Unnamed: 0,symbol,publishedDate,title,image,site,text,url,sentiment,sentimentScore
0,HE,2023-10-04T21:54:28.000Z,"HE REMINDER: Kessler Topaz Meltzer & Check, LL...",/next-assets/images/schema-image-default.png,benzinga,"RADNOR, Pa., Oct. 04, 2023 (GLOBE NEWSWIRE) --...",https://www.benzinga.com/pressreleases/23/10/g...,Negative,-0.6417
1,CRS,2023-10-04T21:40:00.000Z,Carpenter Technology Announces Conference Call...,https://ml.globenewswire.com/Resource/Download...,globenewswire,"PHILADELPHIA, Oct. 04, 2023 (GLOBE NEWSWIRE) -...",https://www.globenewswire.com/news-release/202...,Positive,0.4767
2,BB,2023-10-04T21:34:09.000Z,What's Going On With BlackBerry Stock After Ho...,https://cdn.benzinga.com/files/images/story/20...,benzinga,BlackBerry Ltd (NYSE: BB) shares are trading h...,https://www.benzinga.com/news/23/10/35098537/w...,Positive,0.9895
3,TECK,2023-10-04T21:17:00.000Z,Teck to Release Third Quarter 2023 Results on ...,https://ml.globenewswire.com/Resource/Download...,globenewswire,"VANCOUVER, British Columbia, Oct. 04, 2023 (GL...",https://www.globenewswire.com/news-release/202...,Positive,0.83
4,AGF,2023-10-04T21:13:38.000Z,AGF Reports September 2023 Assets Under Manage...,/next-assets/images/schema-image-default.png,benzinga,"TORONTO, Oct. 04, 2023 (GLOBE NEWSWIRE) -- AGF...",https://www.benzinga.com/pressreleases/23/10/g...,Positive,0.9768


In [9]:
df = df[['sentiment', 'text']]
df.head()

Unnamed: 0,sentiment,text
0,Negative,"RADNOR, Pa., Oct. 04, 2023 (GLOBE NEWSWIRE) --..."
1,Positive,"PHILADELPHIA, Oct. 04, 2023 (GLOBE NEWSWIRE) -..."
2,Positive,BlackBerry Ltd (NYSE: BB) shares are trading h...
3,Positive,"VANCOUVER, British Columbia, Oct. 04, 2023 (GL..."
4,Positive,"TORONTO, Oct. 04, 2023 (GLOBE NEWSWIRE) -- AGF..."

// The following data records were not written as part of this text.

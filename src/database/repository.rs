use async_trait::async_trait;
use uuid::Uuid;

use crate::database::manager::DatabaseError;
use crate::database::models::{Event, EventChanges, NewEvent, NewUser, Participant, User};

pub const EVENT_NOT_FOUND: &str = "Event not found";
pub const PARTICIPANT_NOT_FOUND: &str = "Participant not found";
pub const EMAIL_TAKEN: &str = "Email already registered";
pub const ALREADY_PARTICIPATING: &str = "Already participating in this event";

#[async_trait]
pub trait UserRepository: Send + Sync {
    /// Fails with `Conflict` when the email is already registered.
    async fn insert(&self, user: NewUser) -> Result<User, DatabaseError>;
    async fn find_by_email(&self, email: &str) -> Result<Option<User>, DatabaseError>;
}

/// Every read and write is scoped to the owning user. A row owned by someone
/// else is reported exactly like a missing row.
#[async_trait]
pub trait EventRepository: Send + Sync {
    async fn list_by_owner(&self, owner: Uuid) -> Result<Vec<Event>, DatabaseError>;
    async fn insert(&self, owner: Uuid, event: NewEvent) -> Result<Event, DatabaseError>;
    async fn update_owned(
        &self,
        owner: Uuid,
        event_id: Uuid,
        changes: EventChanges,
    ) -> Result<Event, DatabaseError>;
    /// Also removes the event's participant rows.
    async fn delete_owned(&self, owner: Uuid, event_id: Uuid) -> Result<(), DatabaseError>;
}

/// Rows are scoped to the participating user. Target events are looked up
/// globally: any user may join any event.
#[async_trait]
pub trait ParticipantRepository: Send + Sync {
    async fn list_by_user(&self, user: Uuid) -> Result<Vec<Participant>, DatabaseError>;
    async fn insert(&self, user: Uuid, event_id: Uuid) -> Result<Participant, DatabaseError>;
    /// `event_id: None` leaves the row as it is (after the ownership check).
    async fn update_owned(
        &self,
        user: Uuid,
        participant_id: Uuid,
        event_id: Option<Uuid>,
    ) -> Result<Participant, DatabaseError>;
    async fn delete_owned(&self, user: Uuid, participant_id: Uuid) -> Result<(), DatabaseError>;
}

/// A complete backend: all three tables plus a liveness probe.
#[async_trait]
pub trait Store: UserRepository + EventRepository + ParticipantRepository {
    async fn ping(&self) -> Result<(), DatabaseError>;
    fn backend(&self) -> &'static str;
}
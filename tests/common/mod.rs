#![allow(dead_code)]

use anyhow::{Context, Result};
use reqwest::{Client, Response, StatusCode};
use serde_json::{json, Value};

use event_planner_api::{app, database::Database, AppConfig, AppState};

/// A server on an ephemeral port, by default backed by its own in-memory store.
/// It lives as long as the test's runtime.
pub struct TestServer {
    pub base_url: String,
    pub client: Client,
}

impl TestServer {
    pub async fn start() -> Result<Self> {
        Self::start_with(AppConfig::for_tests()).await
    }

    /// Same as `start`, against whatever store `config.database.url` names.
    pub async fn start_with(config: AppConfig) -> Result<Self> {
        let database = Database::connect(&config).await?;
        let state = AppState::new(config, &database);

        let listener = tokio::net::TcpListener::bind("127.0.0.1:0")
            .await
            .context("failed to bind test listener")?;
        let addr = listener.local_addr()?;

        tokio::spawn(async move {
            axum::serve(listener, app(state)).await.expect("test server");
        });

        Ok(Self {
            base_url: format!("http://{}", addr),
            client: Client::new(),
        })
    }

    pub fn url(&self, path: &str) -> String {
        format!("{}{}", self.base_url, path)
    }

    pub async fn register(&self, email: &str, password: &str) -> Result<Response> {
        Ok(self
            .client
            .post(self.url("/api/register"))
            .json(&json!({ "email": email, "password": password }))
            .send()
            .await?)
    }

    pub async fn login(&self, email: &str, password: &str) -> Result<Response> {
        Ok(self
            .client
            .post(self.url("/api/login"))
            .json(&json!({ "email": email, "password": password }))
            .send()
            .await?)
    }

    /// Register and log in, returning the bearer token.
    pub async fn user_token(&self, email: &str) -> Result<String> {
        let res = self.register(email, "secret1").await?;
        anyhow::ensure!(res.status() == StatusCode::CREATED, "register failed: {}", res.status());

        let body: Value = self.login(email, "secret1").await?.json().await?;
        body["access_token"]
            .as_str()
            .map(str::to_string)
            .context("login response missing access_token")
    }

    pub async fn create_event(&self, token: &str, title: &str, date: &str) -> Result<Response> {
        Ok(self
            .client
            .post(self.url("/api/events"))
            .bearer_auth(token)
            .json(&json!({ "title": title, "date": date }))
            .send()
            .await?)
    }

    pub async fn join(&self, token: &str, event_id: &str) -> Result<Response> {
        Ok(self
            .client
            .post(self.url("/api/participants"))
            .bearer_auth(token)
            .json(&json!({ "event_id": event_id }))
            .send()
            .await?)
    }
}

pub async fn error_message(res: Response) -> Result<String> {
    let body: Value = res.json().await?;
    body["error"]
        .as_str()
        .map(str::to_string)
        .with_context(|| format!("missing error field: {}", body))
}
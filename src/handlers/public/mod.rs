// handlers/public/mod.rs - endpoints that need no token
//
// Registration and login are the token acquisition flow; `/` and `/health`
// are liveness probes.
pub mod auth;
pub mod health;

pub use auth::{login, register};
pub use health::{health, root};
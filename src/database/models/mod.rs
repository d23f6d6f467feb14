pub mod event;
pub mod participant;
pub mod user;

pub use event::{Event, EventChanges, NewEvent};
pub use participant::Participant;
pub use user::{NewUser, User, UserView};
use async_trait::async_trait;
use sqlx::{PgPool, Postgres, Transaction};
use uuid::Uuid;

use crate::database::manager::{map_constraint_error, DatabaseError};
use crate::database::models::{Event, EventChanges, NewEvent, NewUser, Participant, User};
use crate::database::repository::{
    EventRepository, ParticipantRepository, Store, UserRepository, ALREADY_PARTICIPATING,
    EMAIL_TAKEN, EVENT_NOT_FOUND, PARTICIPANT_NOT_FOUND,
};

/// Postgres-backed store. Each mutation runs in its own transaction; dropping
/// an uncommitted transaction rolls it back.
pub struct PgStore {
    pool: PgPool,
}

impl PgStore {
    pub fn new(pool: PgPool) -> Self {
        Self { pool }
    }

    pub fn pool(&self) -> &PgPool {
        &self.pool
    }

    async fn begin(&self) -> Result<Transaction<'static, Postgres>, DatabaseError> {
        Ok(self.pool.begin().await?)
    }
}

async fn commit(tx: Transaction<'static, Postgres>, conflict: &str) -> Result<(), DatabaseError> {
    tx.commit().await.map_err(|e| map_constraint_error(e, conflict))
}

/// Locks the event row against concurrent deletion for the rest of the transaction.
async fn event_exists(tx: &mut Transaction<'static, Postgres>, event_id: Uuid) -> Result<bool, DatabaseError> {
    let row: Option<(Uuid,)> = sqlx::query_as("SELECT id FROM event WHERE id = $1 FOR KEY SHARE")
        .bind(event_id)
        .fetch_optional(&mut **tx)
        .await?;
    Ok(row.is_some())
}

#[async_trait]
impl UserRepository for PgStore {
    async fn insert(&self, user: NewUser) -> Result<User, DatabaseError> {
        let mut tx = self.begin().await?;

        let created = sqlx::query_as::<_, User>(
            r#"INSERT INTO "user" (id, email, password_hash)
               VALUES ($1, $2, $3)
               RETURNING id, email, password_hash"#,
        )
        .bind(Uuid::new_v4())
        .bind(&user.email)
        .bind(&user.password_hash)
        .fetch_one(&mut *tx)
        .await
        .map_err(|e| map_constraint_error(e, EMAIL_TAKEN))?;

        commit(tx, EMAIL_TAKEN).await?;
        Ok(created)
    }

    async fn find_by_email(&self, email: &str) -> Result<Option<User>, DatabaseError> {
        let user = sqlx::query_as::<_, User>(r#"SELECT id, email, password_hash FROM "user" WHERE email = $1"#)
            .bind(email)
            .fetch_optional(&self.pool)
            .await?;
        Ok(user)
    }
}

#[async_trait]
impl EventRepository for PgStore {
    async fn list_by_owner(&self, owner: Uuid) -> Result<Vec<Event>, DatabaseError> {
        let events = sqlx::query_as::<_, Event>(
            "SELECT id, title, date, user_id FROM event WHERE user_id = $1 ORDER BY date, id",
        )
        .bind(owner)
        .fetch_all(&self.pool)
        .await?;
        Ok(events)
    }

    async fn insert(&self, owner: Uuid, event: NewEvent) -> Result<Event, DatabaseError> {
        let mut tx = self.begin().await?;

        let created = sqlx::query_as::<_, Event>(
            "INSERT INTO event (id, title, date, user_id)
             VALUES ($1, $2, $3, $4)
             RETURNING id, title, date, user_id",
        )
        .bind(Uuid::new_v4())
        .bind(&event.title)
        .bind(event.date)
        .bind(owner)
        .fetch_one(&mut *tx)
        .await?;

        tx.commit().await?;
        Ok(created)
    }

    async fn update_owned(
        &self,
        owner: Uuid,
        event_id: Uuid,
        changes: EventChanges,
    ) -> Result<Event, DatabaseError> {
        let mut tx = self.begin().await?;

        let updated = sqlx::query_as::<_, Event>(
            "UPDATE event
             SET title = COALESCE($3, title), date = COALESCE($4, date)
             WHERE id = $1 AND user_id = $2
             RETURNING id, title, date, user_id",
        )
        .bind(event_id)
        .bind(owner)
        .bind(changes.title)
        .bind(changes.date)
        .fetch_optional(&mut *tx)
        .await?
        .ok_or_else(|| DatabaseError::NotFound(EVENT_NOT_FOUND.to_string()))?;

        tx.commit().await?;
        Ok(updated)
    }

    async fn delete_owned(&self, owner: Uuid, event_id: Uuid) -> Result<(), DatabaseError> {
        let mut tx = self.begin().await?;

        let result = sqlx::query("DELETE FROM event WHERE id = $1 AND user_id = $2")
            .bind(event_id)
            .bind(owner)
            .execute(&mut *tx)
            .await?;

        if result.rows_affected() == 0 {
            return Err(DatabaseError::NotFound(EVENT_NOT_FOUND.to_string()));
        }

        tx.commit().await?;
        Ok(())
    }
}

#[async_trait]
impl ParticipantRepository for PgStore {
    async fn list_by_user(&self, user: Uuid) -> Result<Vec<Participant>, DatabaseError> {
        let participants = sqlx::query_as::<_, Participant>(
            "SELECT id, user_id, event_id FROM participant WHERE user_id = $1 ORDER BY event_id, id",
        )
        .bind(user)
        .fetch_all(&self.pool)
        .await?;
        Ok(participants)
    }

    async fn insert(&self, user: Uuid, event_id: Uuid) -> Result<Participant, DatabaseError> {
        let mut tx = self.begin().await?;

        if !event_exists(&mut tx, event_id).await? {
            return Err(DatabaseError::NotFound(EVENT_NOT_FOUND.to_string()));
        }

        let existing: Option<(Uuid,)> =
            sqlx::query_as("SELECT id FROM participant WHERE user_id = $1 AND event_id = $2")
                .bind(user)
                .bind(event_id)
                .fetch_optional(&mut *tx)
                .await?;
        if existing.is_some() {
            return Err(DatabaseError::Conflict(ALREADY_PARTICIPATING.to_string()));
        }

        // A racing insert of the same pair surfaces here or at commit as a unique violation
        let created = sqlx::query_as::<_, Participant>(
            "INSERT INTO participant (id, user_id, event_id)
             VALUES ($1, $2, $3)
             RETURNING id, user_id, event_id",
        )
        .bind(Uuid::new_v4())
        .bind(user)
        .bind(event_id)
        .fetch_one(&mut *tx)
        .await
        .map_err(|e| map_constraint_error(e, ALREADY_PARTICIPATING))?;

        commit(tx, ALREADY_PARTICIPATING).await?;
        Ok(created)
    }

    async fn update_owned(
        &self,
        user: Uuid,
        participant_id: Uuid,
        event_id: Option<Uuid>,
    ) -> Result<Participant, DatabaseError> {
        let mut tx = self.begin().await?;

        let current = sqlx::query_as::<_, Participant>(
            "SELECT id, user_id, event_id FROM participant WHERE id = $1 AND user_id = $2 FOR UPDATE",
        )
        .bind(participant_id)
        .bind(user)
        .fetch_optional(&mut *tx)
        .await?
        .ok_or_else(|| DatabaseError::NotFound(PARTICIPANT_NOT_FOUND.to_string()))?;

        let Some(new_event_id) = event_id else {
            return Ok(current);
        };

        if !event_exists(&mut tx, new_event_id).await? {
            return Err(DatabaseError::NotFound(EVENT_NOT_FOUND.to_string()));
        }

        let clash: Option<(Uuid,)> = sqlx::query_as(
            "SELECT id FROM participant WHERE user_id = $1 AND event_id = $2 AND id <> $3",
        )
        .bind(user)
        .bind(new_event_id)
        .bind(participant_id)
        .fetch_optional(&mut *tx)
        .await?;
        if clash.is_some() {
            return Err(DatabaseError::Conflict(ALREADY_PARTICIPATING.to_string()));
        }

        let updated = sqlx::query_as::<_, Participant>(
            "UPDATE participant SET event_id = $3
             WHERE id = $1 AND user_id = $2
             RETURNING id, user_id, event_id",
        )
        .bind(participant_id)
        .bind(user)
        .bind(new_event_id)
        .fetch_one(&mut *tx)
        .await
        .map_err(|e| map_constraint_error(e, ALREADY_PARTICIPATING))?;

        commit(tx, ALREADY_PARTICIPATING).await?;
        Ok(updated)
    }

    async fn delete_owned(&self, user: Uuid, participant_id: Uuid) -> Result<(), DatabaseError> {
        let mut tx = self.begin().await?;

        let result = sqlx::query("DELETE FROM participant WHERE id = $1 AND user_id = $2")
            .bind(participant_id)
            .bind(user)
            .execute(&mut *tx)
            .await?;

        if result.rows_affected() == 0 {
            return Err(DatabaseError::NotFound(PARTICIPANT_NOT_FOUND.to_string()));
        }

        tx.commit().await?;
        Ok(())
    }
}

#[async_trait]
impl Store for PgStore {
    async fn ping(&self) -> Result<(), DatabaseError> {
        sqlx::query("SELECT 1").execute(&self.pool).await?;
        Ok(())
    }

    fn backend(&self) -> &'static str {
        "postgres"
    }
}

Label counts before balancing

In [37]:
total_elements = df.size
print(f"Total values in the df: {total_elements}")

# Verify the count of every label
label_counts = df['sentiment'].value_counts()
print(f"Label counts before balancing:\n {label_counts}")

Total values in the df: 284000
Label counts before balancing:
 sentiment
Positive    125630
Negative     14521
Neutral       1849
Name: count, dtype: int64


### Preprocessing

In [44]:
X = balanced_df['text']
y = balanced_df['sentiment']

In [50]:
from sklearn.preprocessing import OneHotEncoder
onehot_encoder = OneHotEncoder(sparse_output=False)
y_one_hot = onehot_encoder.fit_transform(y.values.reshape(-1, 1))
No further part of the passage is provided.